***** Extracted material *****
impl Orchestrator {
    pub fn new(config: Arc<ArchiveConfig>) -> Result<Self, ArchiveError> {
        let reqwest_fetcher = ReqwestFetcher::new(&config.crawling().user_agent)?;
        let robots = RobotsCache::new(reqwest_fetcher.client().clone());
        let fetcher: Arc<dyn FetchCapability> = Arc::new(reqwest_fetcher);

        Ok(Self {
            config,
            fetcher,
            // Spec.md §5: one HTTP request at a time per host.
            domain_limiter: DomainLimiter::new(1),
            circuit_breaker: CircuitBreaker::new(
                CIRCUIT_FAILURE_THRESHOLD,
                CIRCUIT_SUCCESS_THRESHOLD,
                CIRCUIT_HALF_OPEN_TIMEOUT,
            ),
            robots,
        })
    }

    /// Start a fresh crawl: creates a new session and seeds the frontier
    /// with the configured start URL at depth 0.
    pub async fn run(
        &self,
        approved_urls: Option<HashSet<String>>,
        cancel: &CancellationToken,
    ) -> Result<RunOutcome, ArchiveError> {
        let seed = self.build_seed()?;
        let mut writer = SessionWriter::create(self.config.cache().directory.as_path(), &seed, &self.config.digest())?;
        writer.set_compression(self.config.cache().compression, self.config.cache().compression_level);

        let admission_state = AdmissionState::new();
        let mut frontier = Frontier::new();
        frontier.push(FrontierEntry {
            url: seed.base_url.clone(),
            depth: 0,
            referrer: None,
            priority: heuristic_priority(&seed.base_url),
        });

        self.drive(writer, admission_state, frontier, seed, approved_urls, cancel).await
    }

    /// Resume a prior session (spec.md §4.5): reopen its `SessionWriter`,
    /// rebuild the admitted set from persisted PageRecord URLs, and
    /// re-derive the frontier by re-harvesting links from the most
    /// recent `min(count, 100)` pages. The fetcher's fatigue/cooldown
    /// state always starts fresh, since it is process-local and was
    /// never persisted.
    pub async fn resume(
        &self,
        session_id: SessionId,
        approved_urls: Option<HashSet<String>>,
        cancel: &CancellationToken,
    ) -> Result<RunOutcome, ArchiveError> {
        let (mut writer, pages) = SessionWriter::reopen(self.config.cache().directory.as_path(), session_id)?;
        writer.set_compression(self.config.cache().compression, self.config.cache().compression_level);

        let seed = self.build_seed()?;
        let tracking_keys = self.config.tracking_query_keys();

        let admitted: HashSet<String> = pages
            .iter()
            .filter_map(|p| canonicalize(&p.url, tracking_keys).map(|u| u.to_string()))
            .collect();
        let admission_state = AdmissionState::from_urls(admitted.iter().cloned());

        let mut frontier = Frontier::new();
        let k = pages.len().min(crate::utils::RESUME_REHARVEST_LIMIT);
        for page in &pages[pages.len() - k..] {
            for link in &page.links {
                let Some(canonical) = canonicalize(link, tracking_keys) else {
                    continue;
                };
                if admitted.contains(&canonical.to_string()) {
                    continue;
                }
                frontier.push(FrontierEntry {
                    // Re-harvested depth is not recoverable from a
                    // PageRecord (only the link set is persisted, not
                    // its origin depth); treat every re-seeded link as
                    // depth 1 and let Admission's max_depth check apply
                    // normally from there.
                    url: link.clone(),
                    depth: 1,
                    referrer: Some(page.url.clone()),
                    priority: heuristic_priority(link),
                });
            }
        }

        self.drive(writer, admission_state, frontier, seed, approved_urls, cancel).await
    }

    fn build_seed(&self) -> Result<SeedContext, ArchiveError> {
        let parsed = url::Url::parse(self.config.start_url())
            .map_err(|e| ArchiveError::Config(format!("invalid start_url: {e}")))?;

        let mut hosts = HashSet::new();
        if let Some(extra) = self.config.allowed_domains() {
            hosts.extend(extra.iter().cloned());
        }
        if let Some(host) = parsed.host_str() {
            hosts.insert(host.to_string());
        }

        Ok(SeedContext {
            base_url: self.config.start_url().to_string(),
            allowed_hosts: hosts,
            start_path: parsed.path().to_string(),
            config_digest: self.config.digest(),
        })
    }

    /// The main pipeline loop (spec.md §5): pull, admit, fetch, extract,
    /// persist, repeat, until the frontier is drained, `max_pages` is
    /// reached, or `cancel` fires.
    async fn drive(
        &self,
        mut writer: SessionWriter,
        admission_state: AdmissionState,
        mut frontier: Frontier,
        seed: SeedContext,
        approved_urls: Option<HashSet<String>>,
        cancel: &CancellationToken,
    ) -> Result<RunOutcome, ArchiveError> {
        let session_dir = self.config.cache().directory.join("sessions").join(writer.id().as_ref());
        let temp_dir = session_dir.join("temp");
        std::fs::create_dir_all(&temp_dir).map_err(|source| CacheIoError::Write {
            path: temp_dir.clone(),
            source,
        })?;

        let scheduler = Scheduler::new(self.config.human_behavior());
        let mut fatigue_states: HashMap<String, FatigueState> = HashMap::new();
        let mut cancelled = false;

        while !frontier.is_empty() {
            if cancel.is_cancelled() {
                cancelled = true;
                break;
            }
            if admission_state.count() >= self.config.crawling().max_pages {
                break;
            }

            let Some(entry) = frontier.pop() else { break };

            let decision = admission::decide(
                &entry,
                &admission_state,
                &seed,
                &self.config,
                approved_urls.as_ref(),
                &self.robots,
            )
            .await;

            if !matches!(decision, crate::types::AdmissionDecision::Admit) {
                tracing::debug!(url = %entry.url, decision = ?decision, "admission rejected candidate");
                continue;
            }

            let domain = extract_domain(&entry.url).unwrap_or_default();
            if !self.circuit_breaker.should_attempt(&domain) {
                tracing::warn!(domain, url = %entry.url, "circuit open, skipping host");
                continue;
            }

            let fatigue = fatigue_states.entry(domain.clone()).or_insert_with(FatigueState::new);

            writer.touch_heartbeat();
            if interruptible_sleep(scheduler.reading_delay(fatigue), cancel).await {
                cancelled = true;
                break;
            }

            let _permit = self.domain_limiter.acquire(domain.clone()).await;

            let started = Instant::now();
            let fetch_result = self.fetch_with_retry(&entry.url, cancel).await;
            let elapsed = started.elapsed();
            // A fetch can run long through the retry/back-off ladder;
            // touch the heartbeat on return so doctor()'s staleness check
            // reflects live-but-slow progress rather than a dead session.
            writer.touch_heartbeat();

            match fetch_result {
                Ok((raw, retries, was_rate_limited)) => {
                    self.circuit_breaker.record_success(&domain);
                    if was_rate_limited {
                        fatigue.set_cooldown();
                    }

                    let redirected_in_scope = url::Url::parse(&raw.final_url)
                        .ok()
                        .and_then(|u| u.host_str().map(|h| seed.allowed_hosts.contains(h)))
                        .unwrap_or(false);

                    if !redirected_in_scope {
                        tracing::debug!(
                            url = %entry.url,
                            final_url = %raw.final_url,
                            "redirect left scope, discarding without persisting"
                        );
                        fatigue.record_fetch();
                        continue;
                    }

                    let heading_count = count_headings(&String::from_utf8_lossy(&raw.body));
                    let content_type = content_type_of(&raw);
                    let body_len = raw.body.len();

                    let outcome = FetchOutcome {
                        status: raw.status,
                        final_url: raw.final_url,
                        body: raw.body,
                        content_type,
                        elapsed,
                        was_rate_limited,
                        retries,
                        rate_limited_cooldown_set: was_rate_limited,
                    };

                    let record: PageRecord = extractor::extract(
                        &entry.url,
                        &outcome,
                        self.config.content(),
                        &temp_dir,
                        self.fetcher.as_ref(),
                    )
                    .await;

                    for link in &record.links {
                        frontier.push(FrontierEntry {
                            url: link.clone(),
                            depth: entry.depth + 1,
                            referrer: Some(entry.url.clone()),
                            priority: heuristic_priority(link),
                        });
                    }

                    writer.append_page(&record).await?;
                    fatigue.record_fetch();

                    if let Some(break_delay) = scheduler.session_break_delay(fatigue) {
                        if interruptible_sleep(break_delay, cancel).await {
                            cancelled = true;
                            break;
                        }
                        writer.touch_heartbeat();
                    }

                    let post_delay = scheduler.navigation_delay(fatigue)
                        + scheduler.complexity_delay(fatigue, body_len, heading_count);
                    if interruptible_sleep(post_delay, cancel).await {
                        cancelled = true;
                        break;
                    }
                }
                Err(err) => {
                    self.circuit_breaker.record_failure(&domain, &err.to_string());
                    tracing::warn!(url = %entry.url, error = %err, "fetch failed, skipping candidate");
                    if matches!(err, FetchError::Cancelled) {
                        cancelled = true;
                        break;
                    }
                }
            }
        }

        if cancelled {
            writer.mark_failed("cancelled").await?;
        } else {
            writer.mark_complete().await?;
        }

        Ok(RunOutcome {
            session_id: writer.id().clone(),
            pages_scraped: writer.metadata().pages_scraped,
            cancelled,
        })
    }

    /// Drive one URL through the retry policy, checking `cancel` before
    /// every attempt so a cancellation doesn't start a doomed fetch; an
    /// in-progress back-off sleep itself is not interrupted, matching
    /// spec.md §5's looser guarantee for suspension point (c) relative
    /// to (a).
    async fn fetch_with_retry(
        &self,
        url: &str,
        cancel: &CancellationToken,
    ) -> Result<(RawResponse, u32, bool), FetchError> {
        let fetcher = Arc::clone(&self.fetcher);
        let url = url.to_string();

        let (result, attempts) = retry::with_retry(|_attempt| {
            let fetcher = Arc::clone(&fetcher);
            let url = url.clone();
            async move {
                if cancel.is_cancelled() {
                    return Err(FetchError::Cancelled);
                }
                fetcher.fetch(&url, FETCH_TIMEOUT).await
            }
        })
        .await;

        let was_rate_limited = result.as_ref().err().map(FetchError::is_rate_limited).unwrap_or(false);
        result.map(|raw| (raw, attempts, was_rate_limited))
    }
}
*****
▸ Work instruction
For each line above that contains the word "crawling", give the line as it is written.

▸ Solution to this problem
        let reqwest_fetcher = ReqwestFetcher::new(&config.crawling().user_agent)?;
            if admission_state.count() >= self.config.crawling().max_pages {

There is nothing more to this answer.